— Legislators want to make it easier for veterans to go to college in South Carolina by paying tuition at in-state rates, though bills differ on how to do that.

Rep. Joe Daning, R-Goose Creek, said the effort is about honoring veterans in this military-friendly state. He said he also hopes it serves as a recruitment tool for a state with a veteran population that already exceeds 400,000, according to the U.S. Department of Veterans Affairs.

“Every military student who comes into this state is highly disciplined, highly skilled,” he said. “Hopefully, we can get them employed right here.”

At least 19 states already allow veterans to pay in-state tuition, either through state law or — like neighboring Georgia — the policy of a college oversight board. Of those, at least 13 extend the benefit to dependents too, according to the National Conference of State Legislatures.

Daning’s bill, which passed the House unanimously last week, would waive the one-year residency requirement for veterans and their dependents who prove they intend to make South Carolina their permanent home. It would allow them to enroll immediately in a public college without paying up to $18,000 extra. They would just need to show proof — such as a state driver’s license — before classes start.
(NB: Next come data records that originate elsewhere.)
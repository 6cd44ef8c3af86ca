//! Error types for the separation pipeline

use thiserror::Error;

/// Errors that can occur while separating an image
#[derive(Debug, Error)]
pub enum SeparateError {
    /// Wrong number of input paths on the command line
    #[error("expected exactly one image path, got {0}")]
    InvalidArgumentCount(usize),

    /// Input could not be read or decoded
    #[error("cannot decode '{path}': {message}")]
    ImageDecodeFailure { path: String, message: String },

    /// Core library error
    #[error("core error: {0}")]
    Core(#[from] inksep_core::Error),

    /// Image I/O error
    #[error("io error: {0}")]
    Io(#[from] inksep_io::IoError),

    /// Region error
    #[error("region error: {0}")]
    Region(#[from] inksep_region::RegionError),

    /// Morphology error
    #[error("morph error: {0}")]
    Morph(#[from] inksep_morph::MorphError),
}

/// Result type for separation operations
pub type SeparateResult<T> = Result<T, SeparateError>;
“A lot of veterans coming back have to sit on their hands for 12 months while they wait to qualify for in-state rates,” said retired Air Force Lt. Col. Jim Lorraine, executive director of the Augusta-Aiken Warrior Project, which seeks to reduce homelessness and unemployment among veterans.
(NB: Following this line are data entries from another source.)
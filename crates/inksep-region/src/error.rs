//! Error types for inksep-region

use inksep_core::ColorId;
use thiserror::Error;

/// Errors that can occur during region processing operations
#[derive(Debug, Error)]
pub enum RegionError {
    /// Core library error
    #[error("core error: {0}")]
    Core(#[from] inksep_core::Error),

    /// A label references a color id the equivalence table does not know
    #[error("color id {id} outside equivalence table of {len} ids")]
    UnknownColorId { id: ColorId, len: usize },
}

/// Result type for region operations
pub type RegionResult<T> = Result<T, RegionError>;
He said he began advocating for the change after trying to help an Air Force major who wanted to come back home to Aiken after eight years in the military, but she couldn’t afford the $9,000 difference at USC-Aiken or the wait. So she moved elsewhere.

Another returning soldier, Lorraine said, decided to find a job while biding his time, but it’s now uncertain he’ll go to college.

Lorraine prefers Sen. Tom Young’s bill, which is stalled in subcommittee. It allows the in-state rate for anyone attending college on the GI Bill, mimicking a proposal introduced in the U.S. House in January.

A look at nonresidents who pay in-state tuition

Bills proposed in the South Carolina Legislature would allow veterans and their dependents to pay in-state tuition rates without first living in the state for a year. It would add to the current exemption list. More than 13,500 students paid the lower rate at the state’s public colleges and universities under eight exemptions in fall 2011, the latest year numbers are available:

1,124 active-duty military personnel stationed in South Carolina, or their dependents

74 full-time faculty and administrative employees of public colleges, or their dependents

479 people who moved to SC for a full-time job, or their dependents

92 retirees with a home in SC, or their dependents

948 students in the Southern Regional Education Board’s “common market” program enrolled in courses not available in their state

9,677 students receiving non-state scholarships approved by their college’s board, such as athletic scholarships.

1,084 students from border counties on state reciprocity agreements, such as Augusta, students at USC-Aiken, and Charlotte, N.C., students at Winthrop.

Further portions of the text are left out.